Ai detrattori della liberalizzazione delle trasmissioni via etere vale la pena ricordare che già da molti anni prima della scesa in campo delle reti Mediaset il palinsesto RAI era principalmente composto da trasmissioni di svago e intrattenimento piuttosto che da programmi di informazione o approfondimento culturale, per cui le altre realtà inseritesi nel mercato non possono essere imputate di aver concorso a svilire la qualità media dell’offerta televisiva. Lo stato non detiene in alcun modo l’illiberale principio di auctoritas per cui si ritiene in diritto di imporre ai cittadini cosa è giusto guardare sui propri teleschermi.

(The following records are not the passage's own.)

//! Interactive CV terminal
//!
//! `CvTerminal` ties the session state, the command vocabulary and the
//! typing animator to a rendering surface. The host owns the event loop
//! and calls in through four hooks:
//!
//! - `on_key` for every key press
//! - `tick` once per animation frame
//! - `on_resize` when the container changes size
//! - `on_focus_change` when the terminal gains or loses focus
//!
//! # State machine
//!
//! ```text
//! Idle ──submit──> Animating(help) ────────────────complete──> Idle
//!  │                                                          ▲
//!  └──submit──> Animating(section i) ──complete, full CV──┐    │
//!                     ▲                                   │    │
//!                     └───────── i + 1 < sections ────────┘    │
//!                                 i + 1 == sections ───────────┘
//! ```
//!
//! Ctrl+C while animating cancels the task from any `Animating` state and
//! returns to `Idle` with the prompt redrawn. All other keys are dropped
//! while an animation is live.

use std::io;

use tracing::{debug, info, trace, warn};
use unicode_width::UnicodeWidthChar;

use super::animator::{Animator, Continuation, Frame};
use super::command::{Command, CommandVocabulary};
use super::session::Session;
use crate::config::{AddonsConfig, CvConfig};
use crate::ui::{KeyInput, NamedKey, Surface};

/// Message printed when an animation is cancelled
const INTERRUPTED_MESSAGE: &str = "\r\n\nInterrupted\r\n\n";

/// Terminal-styled CV
pub struct CvTerminal<'a, S: Surface> {
    surface: S,
    cv: &'a CvConfig,
    addons: AddonsConfig,
    session: Session,
    vocabulary: CommandVocabulary,
    animator: Animator,
}

impl<'a, S: Surface> CvTerminal<'a, S> {
    /// Install extensions, open and fit the surface, then print the
    /// welcome banner and the first prompt.
    pub fn new(cv: &'a CvConfig, addons: &AddonsConfig, surface: S) -> io::Result<Self> {
        let mut terminal = Self {
            surface,
            cv,
            addons: addons.clone(),
            session: Session::new(&cv.prompt),
            vocabulary: CommandVocabulary::new(cv.commands.iter().cloned(), &cv.full_cv_command),
            animator: Animator::new(),
        };

        terminal.install_addons()?;
        terminal.surface.open()?;
        terminal.surface.focus();
        terminal.fit_terminal()?;
        terminal.write_welcome_message();

        info!(
            "CV terminal ready: {} commands, {} sections",
            terminal.vocabulary.len(),
            cv.sections.len()
        );
        Ok(terminal)
    }

    #[allow(dead_code)]
    pub fn session(&self) -> &Session {
        &self.session
    }

    pub fn surface(&self) -> &S {
        &self.surface
    }

    pub fn surface_mut(&mut self) -> &mut S {
        &mut self.surface
    }

    pub fn is_animating(&self) -> bool {
        self.animator.is_animating()
    }

    fn install_addons(&mut self) -> io::Result<()> {
        if self.addons.fit && self.addons.auto_fit {
            self.surface.fit()?;
        }
        Ok(())
    }

    fn fit_terminal(&mut self) -> io::Result<()> {
        if self.addons.fit {
            self.surface.fit()?;
        }
        Ok(())
    }

    fn write_welcome_message(&mut self) {
        for line in &self.cv.welcome {
            self.surface.writeln(line);
        }
        self.write_prompt();
    }

    /// Container was resized
    pub fn on_resize(&mut self) -> io::Result<()> {
        self.fit_terminal()
    }

    /// Focus moved onto (`true`) or away from (`false`) the terminal
    pub fn on_focus_change(&mut self, focused: bool) {
        if focused {
            self.surface.focus();
        } else {
            self.surface.blur();
        }
    }

    /// Handle one key press
    pub fn on_key(&mut self, input: KeyInput) {
        if self.animator.is_animating() {
            if input.is_interrupt() {
                self.interrupt_animation();
            } else {
                trace!("Dropped key during animation: {:?}", input.key);
            }
            return;
        }

        match input.key {
            NamedKey::Backspace => self.handle_backspace(),
            NamedKey::Enter => self.handle_return(),
            NamedKey::ArrowUp | NamedKey::ArrowDown | NamedKey::ArrowLeft | NamedKey::ArrowRight => {}
            NamedKey::Char(ch) if input.is_printable() => self.handle_input(ch),
            _ => {}
        }
    }

    fn handle_backspace(&mut self) {
        if let Some(ch) = self.session.pop_char() {
            let width = ch.width().unwrap_or(1).max(1);
            let back = "\x08".repeat(width);
            self.surface.write(&format!("{back}{}{back}", " ".repeat(width)));
        }
    }

    fn handle_return(&mut self) {
        self.surface.writeln("");
        let line = self.session.input_buffer.trim().to_string();
        self.handle_command(&line);
        self.session.take_line();
        if !self.animator.is_animating() {
            self.write_prompt();
        }
    }

    fn handle_input(&mut self, ch: char) {
        let mut buf = [0u8; 4];
        self.surface.write(ch.encode_utf8(&mut buf));
        self.session.push_char(ch);
    }

    fn write_prompt(&mut self) {
        self.surface.write(&self.session.prompt);
    }

    fn handle_command(&mut self, input: &str) {
        let Some(command) = self.vocabulary.resolve(input).cloned() else {
            debug!("Unknown command: {:?}", input);
            self.surface
                .writeln(&format!(" ERROR: Command not recognized: {}!", input));
            self.surface.writeln("Type 'help' to see available commands.");
            return;
        };

        debug!("Command: {:?}", command);
        match command {
            Command::Help => self.write_help(),
            Command::FullCv => self.start_full_cv(),
            Command::Section(name) => self.write_section(&name),
        }
    }

    fn write_help(&mut self) {
        let text = self.vocabulary.help_text();
        self.animator.start(&text, Continuation::Prompt);
    }

    fn start_full_cv(&mut self) {
        if self.cv.sections.is_empty() {
            // The caller redraws the prompt
            debug!("Full CV requested with no sections");
            return;
        }
        self.session.full_cv = true;
        self.session.section_cursor = 0;
        self.step_full_cv();
    }

    /// Show the section under the cursor, or finish the traversal
    fn step_full_cv(&mut self) {
        let cv = self.cv;
        let Some(name) = cv.sections.get(self.session.section_cursor) else {
            info!("Full CV finished");
            self.session.reset_full_cv();
            self.write_prompt();
            return;
        };

        self.session.full_cv = true;
        self.session.section_cursor += 1;
        debug!(
            "Full CV section {}/{}: {}",
            self.session.section_cursor,
            cv.sections.len(),
            name
        );
        self.write_section(name);
    }

    fn write_section(&mut self, name: &str) {
        self.surface
            .writeln(&format!("\n  {}", name.to_uppercase()));

        let lines = self.cv.lines(name);
        if lines.is_empty() {
            warn!("No content for section '{}'", name);
        }
        let body = format!("\r\n{}", lines.join("\n"));

        if self.session.interrupted {
            return;
        }
        self.animator.start(&body, Continuation::Section);
    }

    /// Advance the live animation by one frame
    pub fn tick(&mut self) -> Frame {
        if !self.animator.is_animating() {
            return Frame::Idle;
        }
        if self.session.interrupted {
            self.stop_animation();
            return Frame::Idle;
        }

        let frame = self.animator.step(&mut self.surface);
        if let Frame::Finished(on_complete) = frame {
            self.complete(on_complete);
        }
        frame
    }

    fn complete(&mut self, on_complete: Continuation) {
        match on_complete {
            Continuation::Section if self.session.full_cv => self.step_full_cv(),
            Continuation::Section | Continuation::Prompt => self.write_prompt(),
        }
    }

    fn stop_animation(&mut self) {
        self.session.interrupted = false;
        self.animator.cancel();
        self.session.reset_full_cv();
    }

    /// Cancel the live animation and return to the prompt
    pub fn interrupt_animation(&mut self) {
        info!("Animation interrupted");
        self.session.interrupted = true;
        self.stop_animation();
        self.surface.write(INTERRUPTED_MESSAGE);
        self.write_prompt();
    }
}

Tirando le somme è ragionevole credere che l’imposta sul canone televisivo sia la prima delle tasse da abolire in un processo di liberalizzazione dell’Italia poiché, come dimostrato, racchiude nella sua natura l’essenza del principio liberale per il quale non possa esserci libertà individuale se si rinuncia a quella economica. Ne consegue che la cittadinanza dovrebbe chiedere con maggior forza ai propri rappresentanti l’abolizione della suddetta imposta per garantire anche agli individui più onesti e rispettosi delle istituzioni la liberazione da questa volgare forma di finanziamento della propaganda statalista. Infatti, non è l’evasione la strategia vincente con cui aggredire il burocratismo, poiché fino al momento in cui non sarà la legge a decretare la fine di questo sopruso il paese non potrà dirsene ufficialmente liberato.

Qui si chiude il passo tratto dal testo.